- Instructions to follow -
Gather all lines in the records below that include the word "reqwest".

== Data extract ==

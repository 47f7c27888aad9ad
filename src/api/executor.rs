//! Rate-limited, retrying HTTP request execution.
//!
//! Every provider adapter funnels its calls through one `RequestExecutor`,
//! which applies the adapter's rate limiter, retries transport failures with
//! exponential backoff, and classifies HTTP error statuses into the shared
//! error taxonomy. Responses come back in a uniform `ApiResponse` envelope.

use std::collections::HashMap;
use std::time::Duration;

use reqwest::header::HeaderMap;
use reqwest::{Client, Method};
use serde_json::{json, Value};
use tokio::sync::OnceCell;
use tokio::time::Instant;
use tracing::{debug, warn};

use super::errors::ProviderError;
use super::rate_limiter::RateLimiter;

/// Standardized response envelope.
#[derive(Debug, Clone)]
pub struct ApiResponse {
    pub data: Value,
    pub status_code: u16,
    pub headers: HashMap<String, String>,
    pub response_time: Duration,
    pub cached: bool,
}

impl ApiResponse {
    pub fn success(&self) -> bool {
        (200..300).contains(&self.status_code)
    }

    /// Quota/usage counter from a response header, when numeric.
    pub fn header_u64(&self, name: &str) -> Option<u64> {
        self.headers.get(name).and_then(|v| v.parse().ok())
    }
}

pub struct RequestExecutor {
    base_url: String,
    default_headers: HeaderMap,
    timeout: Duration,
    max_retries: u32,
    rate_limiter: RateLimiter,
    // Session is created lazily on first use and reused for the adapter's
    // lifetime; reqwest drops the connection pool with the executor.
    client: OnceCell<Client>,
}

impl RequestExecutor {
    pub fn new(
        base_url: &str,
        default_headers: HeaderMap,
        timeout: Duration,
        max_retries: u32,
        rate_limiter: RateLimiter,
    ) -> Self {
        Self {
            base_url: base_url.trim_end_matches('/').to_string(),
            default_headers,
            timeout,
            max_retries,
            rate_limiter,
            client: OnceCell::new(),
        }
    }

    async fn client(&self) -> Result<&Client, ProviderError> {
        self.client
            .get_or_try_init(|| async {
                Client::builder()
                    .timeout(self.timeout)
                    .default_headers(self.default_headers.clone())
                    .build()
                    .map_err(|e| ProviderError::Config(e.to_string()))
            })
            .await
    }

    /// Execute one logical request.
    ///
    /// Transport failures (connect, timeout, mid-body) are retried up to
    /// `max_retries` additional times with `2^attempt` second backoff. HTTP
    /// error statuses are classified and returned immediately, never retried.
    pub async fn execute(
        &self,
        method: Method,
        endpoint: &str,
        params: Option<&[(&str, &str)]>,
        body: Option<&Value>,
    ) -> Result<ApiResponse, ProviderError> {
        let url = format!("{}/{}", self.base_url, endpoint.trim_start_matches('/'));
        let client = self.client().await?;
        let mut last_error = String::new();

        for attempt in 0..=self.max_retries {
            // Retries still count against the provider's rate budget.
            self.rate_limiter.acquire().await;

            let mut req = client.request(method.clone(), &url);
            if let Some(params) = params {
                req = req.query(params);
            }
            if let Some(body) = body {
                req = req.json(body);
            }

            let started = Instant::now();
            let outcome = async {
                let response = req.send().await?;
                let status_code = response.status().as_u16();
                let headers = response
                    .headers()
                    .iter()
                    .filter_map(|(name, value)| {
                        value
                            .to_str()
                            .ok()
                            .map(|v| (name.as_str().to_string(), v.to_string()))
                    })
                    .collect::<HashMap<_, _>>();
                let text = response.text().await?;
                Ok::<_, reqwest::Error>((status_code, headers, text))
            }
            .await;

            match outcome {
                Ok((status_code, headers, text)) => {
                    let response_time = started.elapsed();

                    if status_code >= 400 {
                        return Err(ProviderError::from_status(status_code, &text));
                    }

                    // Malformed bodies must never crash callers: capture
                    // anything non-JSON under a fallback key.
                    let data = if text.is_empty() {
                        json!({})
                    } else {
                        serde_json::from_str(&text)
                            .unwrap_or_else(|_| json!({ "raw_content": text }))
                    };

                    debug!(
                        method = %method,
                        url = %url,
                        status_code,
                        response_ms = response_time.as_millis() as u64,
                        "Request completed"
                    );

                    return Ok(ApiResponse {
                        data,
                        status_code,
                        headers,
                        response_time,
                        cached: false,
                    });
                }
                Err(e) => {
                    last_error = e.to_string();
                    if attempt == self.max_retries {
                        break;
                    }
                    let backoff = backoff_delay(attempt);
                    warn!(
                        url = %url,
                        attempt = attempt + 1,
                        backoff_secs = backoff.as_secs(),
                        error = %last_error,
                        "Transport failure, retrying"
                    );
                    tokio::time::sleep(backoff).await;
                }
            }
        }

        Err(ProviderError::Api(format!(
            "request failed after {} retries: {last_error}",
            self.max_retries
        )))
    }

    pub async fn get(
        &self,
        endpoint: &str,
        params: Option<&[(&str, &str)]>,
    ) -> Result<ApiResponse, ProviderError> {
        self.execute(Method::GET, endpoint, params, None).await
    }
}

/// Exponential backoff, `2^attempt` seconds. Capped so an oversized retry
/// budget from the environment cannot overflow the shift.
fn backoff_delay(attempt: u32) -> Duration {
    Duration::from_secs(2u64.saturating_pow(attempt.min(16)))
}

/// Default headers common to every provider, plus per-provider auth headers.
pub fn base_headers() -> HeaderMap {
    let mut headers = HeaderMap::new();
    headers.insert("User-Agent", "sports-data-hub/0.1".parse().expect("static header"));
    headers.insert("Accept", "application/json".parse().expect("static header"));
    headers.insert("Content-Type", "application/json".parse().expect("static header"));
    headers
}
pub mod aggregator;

===

- Task output -
use reqwest::header::HeaderMap;
use reqwest::{Client, Method};
    // lifetime; reqwest drops the connection pool with the executor.
                Ok::<_, reqwest::Error>((status_code, headers, text))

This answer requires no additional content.